I went in and got a PayDay, a Coke, a small bag of Fritos. Jazzy nutrition to make up for no breakfast or lunch. The rain had quit, so I went back out to wait. When Irene Jones drove by, I would follow, meet her in the medical examiner’s lot. I would ask about the Broward ME, see what she knew about Odin Marlow, maybe find myself at another dead end.
I waited twenty minutes before the shit storm hit.
A black Dodge Intrepid turned off Griffin and sped down Southwest 31st. It went about seventy-five yards, hit the brakes, then hit reverse. It backed until it reached the convenience store driveway, stopped, whipped into the lot, and drove straight for me. Its bumper stopped ten feet from my knees. I saw three men in the car.

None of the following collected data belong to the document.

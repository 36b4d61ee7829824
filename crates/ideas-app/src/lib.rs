//! ideas-app - Application state and orchestration for Startup Ideas
//!
//! This crate implements the TEA (The Elm Architecture) pattern for state
//! management, plus the idea and favorites stores, storage backends, idea
//! source fetching, clipboard and export actions, and configuration loading.

pub mod actions;
pub mod clipboard;
pub mod config;
pub mod confirm_dialog;
pub mod export;
pub mod favorites;
pub mod handler;
pub mod idea_store;
pub mod input_key;
pub mod message;
pub mod process;
pub mod signals;
pub mod source;
pub mod state;
pub mod storage;

// Re-export primary types
pub use actions::ActionContext;
pub use clipboard::{Clipboard, MemoryClipboard, SystemClipboard};
pub use config::Settings;
pub use favorites::{AddOutcome, FavoritesStore};
pub use handler::{UpdateAction, UpdateResult};
pub use idea_store::IdeaStore;
pub use input_key::InputKey;
pub use message::{ListNav, Message};
pub use source::IdeaSource;
pub use state::{AppState, Focus, UiMode};
pub use storage::{FileStore, KeyValueStore, MemoryStore};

The front passenger got out, crouched behind his door, and pointed a pistol. All I could see was a crew cut and a gun muzzle.
He bellowed, “Face down, fuckhead.”
I dropped my Coke and took his suggestion. My clothes absorbed greasy water from the blacktop. I struggled to keep my face off the ground. The man was on me fast. He put a knee to my shoulders, cuffed my right wrist, yanked it to my spine.
“The other arm nice, or you like pain?” he said.
Another man thrust an ugly weapon at my nose. The muzzle’s black eye stared me down. I moved my left arm to the restraint.